Periodontal changes by HIV serostatus in a cohort of homosexual and bisexual men

Abstract
These data represent 20 months of follow‐up on 114 homo/bisexual men. Periodontal changes were analyzed in relation to HIV‐1 serostatus, immune status, age and plaque. Gingival index (GI), plaque index (PI), and relative attachment levels recorded by the computerized Florida disk probe were performed every 4 months. A threshold of ≥3.0 mm of relative attachment loss (RAL) was selected as a significant longitudinal change. RAL≥3 mm occurred 6.16 times (95% CI = 1.95, 19.40) more frequently among subjects with T4 counts < 200 compared to subjects with counts of 200 or more. Among older subjects (age > 35 years), the incidence (33%) of RAL ≥ 3 mm was significantly higher (p= 0.004) in more immunosuppressed subjects (T4 < 200) compared to the incidence (5%) in less immunosuppressed subjects (T4≥200); this association was not significant in younger subjects less than 35 years old (p= 0.55).

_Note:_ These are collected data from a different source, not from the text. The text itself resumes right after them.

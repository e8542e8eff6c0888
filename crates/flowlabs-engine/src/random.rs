//! Injectable randomness for initial lead scores.

use std::ops::Range;

use parking_lot::Mutex;
use rand::rngs::StdRng;
use rand::{Rng, SeedableRng};

/// Range new lead scores are drawn from.
pub const INITIAL_SCORE_RANGE: Range<u8> = 60..100;

/// Source of uniformly distributed integers.
pub trait RandomSource: Send + Sync {
    /// Draw a value uniformly from `range` (end exclusive, must be non-empty).
    fn next_in(&self, range: Range<u8>) -> u8;
}

/// Randomness from the thread-local generator.
#[derive(Debug, Default, Clone, Copy)]
pub struct ThreadRandom;

impl RandomSource for ThreadRandom {
    fn next_in(&self, range: Range<u8>) -> u8 {
        rand::thread_rng().gen_range(range)
    }
}

/// Reproducible randomness from a fixed seed.
#[derive(Debug)]
pub struct SeededRandom {
    rng: Mutex<StdRng>,
}

impl SeededRandom {
    /// Create a generator from a seed.
    #[must_use]
    pub fn new(seed: u64) -> Self {
        Self {
            rng: Mutex::new(StdRng::seed_from_u64(seed)),
        }
    }
}

impl RandomSource for SeededRandom {
    fn next_in(&self, range: Range<u8>) -> u8 {
        self.rng.lock().gen_range(range)
    }
}

/// Always answers the same value, clamped into the requested range.
#[derive(Debug, Clone, Copy)]
pub struct FixedRandom(pub u8);

impl RandomSource for FixedRandom {
    fn next_in(&self, range: Range<u8>) -> u8 {
        self.0.clamp(range.start, range.end.saturating_sub(1).max(range.start))
    }
}

#[cfg(test)]
mod tests {
    use super::*;

    #[test]
    fn thread_random_stays_in_range() {
        for _ in 0..1000 {
            assert!(INITIAL_SCORE_RANGE.contains(&ThreadRandom.next_in(INITIAL_SCORE_RANGE)));
        }
    }

    #[test]
    fn seeded_random_is_reproducible() {
        let a = SeededRandom::new(7);
        let b = SeededRandom::new(7);
        let xs: Vec<_> = (0..20).map(|_| a.next_in(INITIAL_SCORE_RANGE)).collect();
        let ys: Vec<_> = (0..20).map(|_| b.next_in(INITIAL_SCORE_RANGE)).collect();
        assert_eq!(xs, ys);
        assert!(xs.iter().all(|x| INITIAL_SCORE_RANGE.contains(x)));
    }

    #[test]
    fn fixed_random_clamps() {
        assert_eq!(FixedRandom(75).next_in(INITIAL_SCORE_RANGE), 75);
        assert_eq!(FixedRandom(10).next_in(INITIAL_SCORE_RANGE), 60);
        assert_eq!(FixedRandom(100).next_in(INITIAL_SCORE_RANGE), 99);
    }
}
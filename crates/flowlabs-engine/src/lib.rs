//! Lead lifecycle and aggregate metrics for FlowLabs.
//!
//! This crate holds the business logic of the CRM: how leads are created,
//! moved through the pipeline and converted into clients, and how dashboard
//! and report numbers are derived from the stored records.
//!
//! # Architecture
//!
//! ```text
//! ┌─────────────────────────────────────────────────────────────┐
//! │                      Gateway (HTTP)                         │
//! └─────────────────────────────────────────────────────────────┘
//!                              │
//!                              ▼
//! ┌─────────────────────────────────────────────────────────────┐
//! │  LeadLifecycle   DashboardService   Assistant   Billing     │
//! │  ┌───────────┐   ┌──────────────┐   SettingsService         │
//! │  │ lifecycle │   │   metrics    │   ImportService           │
//! │  │  (policy) │   │ (pure fns)   │                           │
//! │  └───────────┘   └──────────────┘                           │
//! └─────────────────────────────────────────────────────────────┘
//!                              │
//!               ┌──────────────┼──────────────┐
//!               ▼              ▼              ▼
//!        ┌──────────┐   ┌──────────┐   ┌────────────┐
//!        │  Store   │   │   Text   │   │ Webhook /  │
//!        │(REST/Rocks)  │(Gemini)  │   │ Payment    │
//!        └──────────┘   └──────────┘   └────────────┘
//! ```
//!
//! # Usage
//!
//! ```no_run
//! use std::sync::Arc;
//! use flowlabs_connectors::{GeminiClient, GeminiConfig};
//! use flowlabs_engine::{CreateLeadInput, EngineConfig, LeadLifecycle};
//! use flowlabs_store::RocksStore;
//! use flowlabs_core::UserId;
//!
//! # async fn example() -> Result<(), Box<dyn std::error::Error>> {
//! let store = Arc::new(RocksStore::open("/tmp/flowlabs")?);
//! let generator = Arc::new(GeminiClient::new(GeminiConfig::default())?);
//! let leads = LeadLifecycle::new(store, generator, EngineConfig::default());
//!
//! let user = UserId::generate();
//! let lead = leads
//!     .create_lead(&user, CreateLeadInput::new("Alice Chen", "alice@techflow.io"))
//!     .await?;
//! let conversion = leads.convert_to_client(&user, &lead.id).await?;
//!
//! println!("Converted {} into client {}", lead.name, conversion.client.id);
//! # Ok(())
//! # }
//! ```
//!
//! # Lead statuses
//!
//! `New → Enriched → Contacted → Replied → Booked`, with `Closed` reached by
//! conversion. By default any status may be set from any other; see
//! [`lifecycle::TransitionPolicy`] for the strict alternative.

#![forbid(unsafe_code)]
#![warn(missing_docs)]
#![warn(clippy::all)]
#![warn(clippy::pedantic)]

pub mod assistant;
pub mod billing;
pub mod dashboard;
pub mod error;
pub mod guard;
pub mod import;
pub mod leads;
pub mod lifecycle;
pub mod metrics;
pub mod random;
pub mod settings;
pub mod types;

#[cfg(test)]
mod test_support;

pub use assistant::{Assistant, ChatReply, CHAT_FALLBACK};
pub use billing::{BillingService, PaymentConfirmation};
pub use dashboard::{Collection, DashboardService, DashboardSnapshot, EMPTY_ANALYSIS};
pub use error::{EngineError, ErrorKind, Result};
pub use guard::{Action, SubmissionGuard};
pub use import::{ImportReport, ImportService, ImportTable};
pub use leads::{
    CampaignReport, Conversion, LeadLifecycle, PersonalizationOutcome, EMPTY_PERSONALIZATION,
    PERSONALIZATION_PLACEHOLDER,
};
pub use lifecycle::{TransitionCause, TransitionPolicy};
pub use metrics::{
    board_columns, compute_dashboard_stats, compute_reporting_metrics, recent_activity,
    ActivityItem, BoardColumn, DashboardStats, ReportingMetrics, WeeklyPoint,
};
pub use random::{FixedRandom, RandomSource, SeededRandom, ThreadRandom};
pub use settings::SettingsService;
pub use types::{CreateLeadInput, EngineConfig, RecordLogInput};

// Re-export commonly used types from dependencies for convenience
pub use flowlabs_core::{ClientId, LeadId, LogId, UserId};
pub use flowlabs_store::{
    AutomationLog, Client, ClientStatus, Lead, LeadStatus, LogStatus, SettingsUpdate,
    SubscriptionTier, UserSettings,
};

In 78 subjects present at all follow‐up visits, averaged GI increased and were significantly higher in the seropositive subjects compared to seronegative subjects, but, GI was not related to T4 cell counts within the seropositive group. Separate linear regression of GI by PI by HIV serostatus revealed a significantly higher slope in the seropositive group compared to the seronegative group (p= 0.04), suggesting greater sensitivity to plaque in the seropositive group. Conclusion: immunosuppression, especially in combination with older age, may be a risk factor for attachment loss, and HIV seropositivity, independent of T4 cell counts, may be a risk factor for gingival inflammation.